## Problem to work on
Take each line of the material that includes "Iterator" and copy it.

Start of Data shown

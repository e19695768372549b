//! Adaptive inertia-aware composite attitude controller
//!
//! Implements the per-cycle control law:
//!
//! ```text
//! s        = e_Ω + c·e_R,          s_f ← α·s + (1 − α)·s_f
//! α_cmd    = E α_d − Ω^ E Ω_d,     E = RᵀR_d
//! Y        = Y(Ω, α_cmd),          θ̂ ← estimator.update(Y, s_f, Δt)
//! τ        = sat(−K_R⊙e_R − K_Ω⊙e_Ω + Y θ̂ − K⊙s_f, τ_max)
//! ```
//!
//! The geometric PD part stabilizes, the adaptive feedforward cancels the
//! rigid-body torque with the learned inertia and the robust term damps the
//! filtered composite error.

use nalgebra::{Matrix3, Vector3};
use serde::{Deserialize, Serialize};

use crate::error::{AicError, Result};
use crate::estimation::{AdaptationParams, Estimator, InertiaEstimator, InertiaModel};
use crate::math::{
    angular_velocity_error, attitude_error, check_rotation, commanded_angular_accel, ROTATION_TOLERANCE,
};

use super::config::{ControlGains, ControllerConfig, MIN_TORQUE_LIMIT};
use super::filter::LowPassFilter;
use super::timing::clamp_dt;

/// Measured attitude state
#[derive(Debug, Clone, PartialEq, Serialize, Deserialize)]
pub struct AttitudeState {
    /// Body-to-world rotation R
    pub rotation: Matrix3<f64>,
    /// Body angular velocity Ω [rad/s]
    pub angular_velocity: Vector3<f64>,
}

impl Default for AttitudeState {
    fn default() -> Self {
        Self {
            rotation: Matrix3::identity(),
            angular_velocity: Vector3::zeros(),
        }
    }
}

impl AttitudeState {
    pub fn new(rotation: Matrix3<f64>, angular_velocity: Vector3<f64>) -> Self {
        Self { rotation, angular_velocity }
    }

    /// Construct after checking that `rotation` lies on SO(3)
    pub fn checked(rotation: Matrix3<f64>, angular_velocity: Vector3<f64>) -> Result<Self> {
        let state = Self::new(rotation, angular_velocity);
        state.check_finite()?;
        check_rotation(&state.rotation, ROTATION_TOLERANCE)?;
        Ok(state)
    }

    fn check_finite(&self) -> Result<()> {
        ensure_finite("rotation", self.rotation.iter())?;
        ensure_finite("angular_velocity", self.angular_velocity.iter())
    }
}

/// Desired attitude trajectory sample
#[derive(Debug, Clone, PartialEq, Serialize, Deserialize)]
pub struct AttitudeReference {
    /// Desired rotation R_d
    pub rotation: Matrix3<f64>,
    /// Desired angular velocity Ω_d [rad/s]
    pub angular_velocity: Vector3<f64>,
    /// Desired angular acceleration α_d [rad/s²]
    pub angular_acceleration: Vector3<f64>,
}

impl Default for AttitudeReference {
    fn default() -> Self {
        Self::hold(Matrix3::identity())
    }
}

impl AttitudeReference {
    pub fn new(rotation: Matrix3<f64>, angular_velocity: Vector3<f64>, angular_acceleration: Vector3<f64>) -> Self {
        Self { rotation, angular_velocity, angular_acceleration }
    }

    /// Constant attitude setpoint
    pub fn hold(rotation: Matrix3<f64>) -> Self {
        Self::new(rotation, Vector3::zeros(), Vector3::zeros())
    }

    /// Construct after checking that `rotation` lies on SO(3)
    pub fn checked(
        rotation: Matrix3<f64>,
        angular_velocity: Vector3<f64>,
        angular_acceleration: Vector3<f64>,
    ) -> Result<Self> {
        let reference = Self::new(rotation, angular_velocity, angular_acceleration);
        reference.check_finite()?;
        check_rotation(&reference.rotation, ROTATION_TOLERANCE)?;
        Ok(reference)
    }

    fn check_finite(&self) -> Result<()> {
        ensure_finite("desired_rotation", self.rotation.iter())?;
        ensure_finite("desired_angular_velocity", self.angular_velocity.iter())?;
        ensure_finite("desired_angular_acceleration", self.angular_acceleration.iter())
    }
}

fn ensure_finite<'a>(field: &'static str, mut values: impl Iterator<Item = &'a f64>) -> Result<()> {
    if values.all(|v| v.is_finite()) {
        Ok(())
    } else {
        Err(AicError::NonFiniteInput { field })
    }
}

fn ensure_computed<'a>(stage: &'static str, mut values: impl Iterator<Item = &'a f64>) -> Result<()> {
    if values.all(|v| v.is_finite()) {
        Ok(())
    } else {
        Err(AicError::NumericalOverflow { stage })
    }
}

/// How a cycle's torque was produced
#[derive(Debug, Clone, Copy, PartialEq, Eq, Serialize, Deserialize)]
pub enum CycleStatus {
    /// Full control law evaluated
    Nominal,
    /// Inputs rejected; previous torque reissued, nothing learned
    Held,
}

/// Result of one control cycle
#[derive(Debug, Clone, PartialEq, Serialize, Deserialize)]
pub struct ControlOutput {
    /// Saturated torque command [N·m]
    pub torque: Vector3<f64>,
    /// Torque before saturation [N·m]
    pub unsaturated: Vector3<f64>,
    /// At least one axis was clipped to ±τ_max
    pub saturated: bool,
    pub attitude_error: Vector3<f64>,
    pub angular_velocity_error: Vector3<f64>,
    /// Filtered composite error s_f
    pub composite_error: Vector3<f64>,
    pub status: CycleStatus,
}

impl ControlOutput {
    fn held(torque: Vector3<f64>) -> Self {
        Self {
            torque,
            unsaturated: torque,
            saturated: false,
            attitude_error: Vector3::zeros(),
            angular_velocity_error: Vector3::zeros(),
            composite_error: Vector3::zeros(),
            status: CycleStatus::Held,
        }
    }
}

/// Monitoring snapshot
#[derive(Debug, Clone, PartialEq, Serialize, Deserialize)]
pub struct ControllerStatus {
    pub inertia: Matrix3<f64>,
    pub persistently_excited: bool,
    pub information_determinant: f64,
    /// Whether the last nominal cycle saturated
    pub saturated: bool,
    /// Nominal cycles since construction or reset
    pub cycles: u64,
}

/// Clamp each component to [−τ_max, τ_max]; reports whether any was clipped
pub fn saturate(torque: &Vector3<f64>, tau_max: f64) -> (Vector3<f64>, bool) {
    let clamped = torque.map(|t| t.clamp(-tau_max, tau_max));
    (clamped, clamped != *torque)
}

/// Composite adaptive attitude controller
///
/// Owns the estimator, the composite error filter and the last issued
/// torque. Every call to [`Self::compute_torque`] mutates that state, so one
/// instance belongs to one control loop.
#[derive(Debug, Clone)]
pub struct CompositeController {
    config: ControllerConfig,
    estimator: Estimator,
    filter: LowPassFilter,
    last_torque: Vector3<f64>,
    last_saturated: bool,
    cycles: u64,
}

impl CompositeController {
    /// Create a controller starting from the inertia guess `inertia_init`
    pub fn new(inertia_init: &Matrix3<f64>, config: ControllerConfig) -> Result<Self> {
        config.validate()?;
        ensure_finite("inertia_init", inertia_init.iter())?;

        let estimator = Estimator::new(config.estimator, config.model, inertia_init, config.estimation.clone());
        let filter = LowPassFilter::new(config.filter_alpha);

        tracing::info!(
            model = ?config.model,
            estimator = ?config.estimator,
            tau_max = config.tau_max,
            "composite attitude controller initialized"
        );

        Ok(Self {
            config,
            estimator,
            filter,
            last_torque: Vector3::zeros(),
            last_saturated: false,
            cycles: 0,
        })
    }

    /// Controller with default configuration
    pub fn with_defaults(inertia_init: &Matrix3<f64>) -> Result<Self> {
        Self::new(inertia_init, ControllerConfig::default())
    }

    pub fn config(&self) -> &ControllerConfig {
        &self.config
    }

    pub fn model(&self) -> InertiaModel {
        self.config.model
    }

    pub fn estimator(&self) -> &Estimator {
        &self.estimator
    }

    pub fn gains(&self) -> &ControlGains {
        &self.config.gains
    }

    pub fn set_control_gains(&mut self, gains: ControlGains) -> Result<()> {
        gains.validate()?;
        tracing::info!(?gains, "control gains updated");
        self.config.gains = gains;
        Ok(())
    }

    /// Replace γ, σ, β and γ_ee; λ is left as configured
    pub fn set_adaptation_params(&mut self, gamma: f64, sigma: f64, beta: f64, gamma_ee: f64) -> Result<()> {
        let params = AdaptationParams {
            gamma,
            sigma,
            beta,
            gamma_ee,
            ..self.config.estimation.adaptation
        };
        params.validate()?;
        tracing::info!(gamma, sigma, beta, gamma_ee, "adaptation parameters updated");
        self.update_adaptation(params);
        Ok(())
    }

    /// Set the information weighting λ, clamped to [0, 1]
    pub fn set_information_weighting(&mut self, lambda: f64) {
        let lambda = if lambda.is_nan() { 0.0 } else { lambda.clamp(0.0, 1.0) };
        let params = AdaptationParams { lambda, ..self.config.estimation.adaptation };
        tracing::info!(lambda, "information weighting updated");
        self.update_adaptation(params);
    }

    fn update_adaptation(&mut self, params: AdaptationParams) {
        self.config.estimation.adaptation = params;
        self.estimator.set_config(self.config.estimation.clone());
    }

    /// Set τ_max; values below 0.01 N·m are raised to 0.01
    pub fn set_saturation_limit(&mut self, tau_max: f64) {
        let tau_max = if tau_max.is_nan() { MIN_TORQUE_LIMIT } else { tau_max.max(MIN_TORQUE_LIMIT) };
        tracing::info!(tau_max, "saturation limit updated");
        self.config.tau_max = tau_max;
    }

    /// Set the composite error filter coefficient, clamped to [0, 1]
    pub fn set_filter_bandwidth(&mut self, alpha: f64) {
        let alpha = if alpha.is_nan() { self.config.filter_alpha } else { alpha.clamp(0.0, 1.0) };
        self.filter.set_alpha(alpha);
        self.config.filter_alpha = self.filter.alpha();
    }

    /// One control cycle
    ///
    /// Non-finite inputs, or finite inputs large enough to overflow the
    /// regressor or the torque, reject the cycle without touching the
    /// learned state; the previously issued torque is returned with
    /// [`CycleStatus::Held`].
    pub fn compute_torque(&mut self, state: &AttitudeState, reference: &AttitudeReference, dt: f64) -> ControlOutput {
        match self.try_compute_torque(state, reference, dt) {
            Ok(output) => output,
            Err(err) => {
                tracing::warn!(%err, "control cycle rejected, holding previous torque");
                ControlOutput::held(self.last_torque)
            }
        }
    }

    /// One control cycle, reporting rejected inputs as errors
    pub fn try_compute_torque(
        &mut self,
        state: &AttitudeState,
        reference: &AttitudeReference,
        dt: f64,
    ) -> Result<ControlOutput> {
        state.check_finite()?;
        reference.check_finite()?;
        let dt = clamp_dt(dt, &self.config.dt_bounds).ok_or(AicError::InvalidTimestep(dt))?;

        let r = &state.rotation;
        let omega = &state.angular_velocity;
        let r_d = &reference.rotation;
        let omega_d = &reference.angular_velocity;
        let gains = &self.config.gains;

        let e_r = attitude_error(r, r_d);
        let e_omega = angular_velocity_error(omega, r, r_d, omega_d);

        let s = e_omega + e_r * gains.c;

        // Filter and estimator are staged and only committed once the torque is finite
        let mut filter = self.filter.clone();
        let s_filtered = filter.update(&s);

        let alpha_cmd = commanded_angular_accel(r, r_d, omega, omega_d, &reference.angular_acceleration);
        let regressor = self.config.model.regressor(omega, &alpha_cmd);
        if !regressor.is_finite() {
            return Err(AicError::NumericalOverflow { stage: "regressor" });
        }

        let tau_pd = -gains.k_r.component_mul(&e_r) - gains.k_omega.component_mul(&e_omega);
        let tau_robust = -gains.k_robust.component_mul(&s_filtered);
        ensure_computed("feedback", (tau_pd + tau_robust).iter())?;

        let mut estimator = self.estimator.clone();
        estimator.update(&regressor, &s_filtered, dt);
        let tau_adaptive = regressor.torque(estimator.theta());

        let unsaturated = tau_pd + tau_adaptive + tau_robust;
        ensure_computed("torque", unsaturated.iter())?;
        let (torque, saturated) = saturate(&unsaturated, self.config.tau_max);

        tracing::trace!(
            e_r = ?e_r,
            s = ?s_filtered,
            tau = ?torque,
            saturated,
            "control cycle"
        );

        self.filter = filter;
        self.estimator = estimator;
        self.last_torque = torque;
        self.last_saturated = saturated;
        self.cycles += 1;

        Ok(ControlOutput {
            torque,
            unsaturated,
            saturated,
            attitude_error: e_r,
            angular_velocity_error: e_omega,
            composite_error: s_filtered,
            status: CycleStatus::Nominal,
        })
    }

    pub fn inertia_estimate(&self) -> Matrix3<f64> {
        self.estimator.inertia_estimate()
    }

    pub fn is_persistently_excited(&self) -> bool {
        self.estimator.is_persistently_excited()
    }

    /// det P, the scalar learning-progress indicator
    pub fn information_quality(&self) -> f64 {
        self.estimator.information_determinant()
    }

    pub fn status(&self) -> ControllerStatus {
        ControllerStatus {
            inertia: self.inertia_estimate(),
            persistently_excited: self.is_persistently_excited(),
            information_determinant: self.information_quality(),
            saturated: self.last_saturated,
            cycles: self.cycles,
        }
    }

    /// Restart learning from `inertia_init` and clear the filter and held torque
    pub fn reset(&mut self, inertia_init: &Matrix3<f64>) -> Result<()> {
        ensure_finite("inertia_init", inertia_init.iter())?;
        self.estimator.reset(inertia_init);
        self.filter.reset(Vector3::zeros());
        self.last_torque = Vector3::zeros();
        self.last_saturated = false;
        self.cycles = 0;
        tracing::info!("composite attitude controller reset");
        Ok(())
    }
}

End of Data shown

## Exercise output
fn ensure_finite<'a>(field: &'static str, mut values: impl Iterator<Item = &'a f64>) -> Result<()> {
fn ensure_computed<'a>(stage: &'static str, mut values: impl Iterator<Item = &'a f64>) -> Result<()> {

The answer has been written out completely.